What is expected> For the data below, report the number of lines that contain the string "CacheDocument" and nothing else.
Top of Given records
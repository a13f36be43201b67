use crate::{
    now_seconds, CacheDocument, ConversationSummary, Decoded, DecryptedMessage, LastSync,
    Participant, Protocol, JUST_ARRIVED_WINDOW_SECONDS, OPTIMISTIC_MATCH_WINDOW_SECONDS,
};
use nostr::PublicKey;
use std::collections::HashMap;
use std::sync::Mutex;
use tracing::debug;

#[derive(Default)]
struct ReducerState {
    participants: HashMap<PublicKey, Participant>,
    last_sync: LastSync,
}

/// Sole owner of the conversation map and last-sync watermarks.
///
/// Every ingestion path (cache load, backfill, live subscription, optimistic
/// send) funnels through here and dedupes by event id, so redelivery is
/// harmless. Each operation is one atomic transformation under the state
/// lock; callers never read-modify-write across await points.
pub struct Reducer {
    user: PublicKey,
    mark_protocol_on_errored: bool,
    state: Mutex<ReducerState>,
}

impl Reducer {
    pub fn new(user: PublicKey, mark_protocol_on_errored: bool) -> Self {
        Self {
            user,
            mark_protocol_on_errored,
            state: Mutex::new(ReducerState::default()),
        }
    }

    /// Merge a decoded backfill batch. Returns how many messages were new.
    pub fn merge(&self, batch: Vec<Decoded>) -> usize {
        let mut state = self.state.lock().unwrap();
        let mut added = 0;
        for decoded in batch {
            if self.ingest(&mut state, decoded.message, decoded.partner, decoded.protocol) {
                added += 1;
            }
        }
        added
    }

    /// Ingest one live message. Returns whether the map changed.
    pub fn add_single(
        &self,
        message: DecryptedMessage,
        partner: PublicKey,
        protocol: Protocol,
    ) -> bool {
        let mut state = self.state.lock().unwrap();
        self.ingest(&mut state, message, partner, protocol)
    }

    /// Optimistic placeholders take the same path as real messages.
    pub fn apply_optimistic(
        &self,
        message: DecryptedMessage,
        partner: PublicKey,
        protocol: Protocol,
    ) -> bool {
        self.add_single(message, partner, protocol)
    }

    pub fn clear(&self) {
        let mut state = self.state.lock().unwrap();
        state.participants.clear();
        state.last_sync = LastSync::default();
    }

    /// Populate from a cache document. Stored content is plaintext, so each
    /// message's decrypted view is copied from it (unless it was persisted in
    /// an errored state).
    pub fn load_cached(&self, doc: CacheDocument) {
        let mut state = self.state.lock().unwrap();
        for (peer_hex, mut participant) in doc.participants {
            let Ok(peer) = PublicKey::from_hex(&peer_hex) else {
                debug!(peer = %peer_hex, "skipping cached participant with invalid pubkey");
                continue;
            };
            if peer == self.user {
                continue;
            }
            for message in &mut participant.messages {
                if message.error.is_none() {
                    message.decrypted_content = Some(message.content.clone());
                }
            }
            participant.messages.sort_by_key(|m| m.created_at);
            participant.last_activity = participant
                .messages
                .last()
                .map(|m| m.created_at)
                .unwrap_or(participant.last_activity);
            state.participants.insert(peer, participant);
        }
        state.last_sync = doc.last_sync;
    }

    pub fn last_sync(&self) -> LastSync {
        self.state.lock().unwrap().last_sync
    }

    /// Advance a protocol watermark. Never moves backwards within a session.
    pub fn set_last_sync(&self, protocol: Protocol, timestamp: u64) {
        let mut state = self.state.lock().unwrap();
        let slot = match protocol {
            Protocol::Nip04 => &mut state.last_sync.nip04,
            Protocol::Nip17 => &mut state.last_sync.nip17,
        };
        *slot = Some(slot.map_or(timestamp, |current| current.max(timestamp)));
    }

    pub fn participants(&self) -> HashMap<PublicKey, Participant> {
        self.state.lock().unwrap().participants.clone()
    }

    pub fn is_empty(&self) -> bool {
        self.state.lock().unwrap().participants.is_empty()
    }

    /// Snapshot for persistence: plaintext moves into `content` so the cache
    /// document can be sealed as a single blob.
    pub fn to_cache_document(&self) -> CacheDocument {
        let state = self.state.lock().unwrap();
        let participants = state
            .participants
            .iter()
            .map(|(peer, participant)| {
                let mut stored = participant.clone();
                for message in &mut stored.messages {
                    if let Some(plaintext) = message.decrypted_content.take() {
                        message.content = plaintext;
                    }
                    message.seal = None;
                }
                (peer.to_hex(), stored)
            })
            .collect();
        CacheDocument {
            participants,
            last_sync: state.last_sync,
        }
    }

    /// Derived conversation list, most recent activity first.
    pub fn summaries(&self) -> Vec<ConversationSummary> {
        let state = self.state.lock().unwrap();
        let mut summaries: Vec<ConversationSummary> = state
            .participants
            .iter()
            .map(|(peer, participant)| {
                let is_known = participant
                    .messages
                    .iter()
                    .any(|m| m.pubkey == self.user);
                let last_message = participant.last_message();
                ConversationSummary {
                    pubkey: *peer,
                    last_message: last_message.cloned(),
                    last_activity: participant.last_activity,
                    has_nip04: participant.has_nip04,
                    has_nip17: participant.has_nip17,
                    is_known,
                    is_request: !is_known,
                    last_message_from_user: last_message
                        .map(|m| m.pubkey == self.user)
                        .unwrap_or(false),
                }
            })
            .collect();
        summaries.sort_by(|a, b| b.last_activity.cmp(&a.last_activity));
        summaries
    }

    fn ingest(
        &self,
        state: &mut ReducerState,
        mut message: DecryptedMessage,
        partner: PublicKey,
        protocol: Protocol,
    ) -> bool {
        if partner == self.user {
            debug!("refusing to bucket a conversation under the user's own pubkey");
            return false;
        }

        if message.client_first_seen.is_none() && !message.is_sending {
            let now = now_seconds();
            if now.saturating_sub(message.created_at) < JUST_ARRIVED_WINDOW_SECONDS {
                message.client_first_seen = Some(now);
            }
        }

        let bucket = state.participants.entry(partner).or_default();

        if bucket.messages.iter().any(|m| m.id == message.id) {
            return false;
        }

        let errored = message.error.is_some();

        // A real event may confirm a pending optimistic placeholder: same
        // author, same plaintext, within the matching window. The
        // placeholder's created_at and client_first_seen are kept so the
        // message does not jump position in the UI.
        let placeholder_index = if message.is_sending {
            None
        } else {
            bucket.messages.iter().position(|m| {
                m.is_sending
                    && m.pubkey == message.pubkey
                    && m.decrypted_content == message.decrypted_content
                    && m.created_at.abs_diff(message.created_at)
                        <= OPTIMISTIC_MATCH_WINDOW_SECONDS
            })
        };

        match placeholder_index {
            Some(index) => {
                let placeholder = &bucket.messages[index];
                message.created_at = placeholder.created_at;
                message.client_first_seen = placeholder.client_first_seen;
                bucket.messages[index] = message;
            }
            None => bucket.messages.push(message),
        }

        // Stable sort: on equal timestamps the existing message keeps its
        // place ahead of a later arrival.
        bucket.messages.sort_by_key(|m| m.created_at);
        bucket.last_activity = bucket.messages.last().map(|m| m.created_at).unwrap_or(0);

        if !errored || self.mark_protocol_on_errored {
            match protocol {
                Protocol::Nip04 => bucket.has_nip04 = true,
                Protocol::Nip17 => bucket.has_nip17 = true,
            }
        }

        true
    }
}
Bottom of Given records
Response to this task> 4